Article ID: | iaor20112743 |
Volume: | 53 |
Issue: | 9-10 |
Start Page Number: | 1621 |
End Page Number: | 1636 |
Publication Date: | May 2011 |
Journal: | Mathematical and Computer Modelling |
Authors: | Mahata Gour Chandra, Mahata Puspita |
Keywords: | fuzzy sets |
This paper investigates the economic order quantity (EOQ) – based inventory model for a retailer under two levels of trade credit to reflect the supply chain management situation in the fuzzy sense. It is assumed that the retailer maintains a powerful position and can obtain the full trade credit offered by the supplier yet the retailer just offers a partial trade credit to customers. The demand rate, holding cost, ordering cost, purchasing cost and selling price are taken as fuzzy numbers. Under these conditions, the retailer can obtain the most benefits. Study also investigates the retailer’s inventory policy for deteriorating items in a supply chain management situation as a cost minimization problem in the fuzzy sense.
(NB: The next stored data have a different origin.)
//! Regime HMM: emissions, decoding algorithms, fitting, state matching

pub mod algorithms;
pub mod gaussian;
pub mod hmm;
pub mod matching;

pub use gaussian::{CovarianceKind, StateGaussian};
pub use hmm::{mean_dwell, select_n_states, HmmConfig, RegimeHmm, RegimeMetrics, UNKNOWN_STATE};
pub use matching::match_states;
The annual total variable cost for the retailer in fuzzy sense is defuzzified using Graded Mean Integration Representation method. Then the present study shows that the defuzzified annual total variable cost for the retailer is convex, that is, a unique solution exists. Mathematical theorems and algorithms are developed to efficiently determine the optimal inventory policy for the retailer. Numerical examples are given to illustrate the theorems and the algorithms. Finally, the results in this paper generalize some already published results in the crisp sense.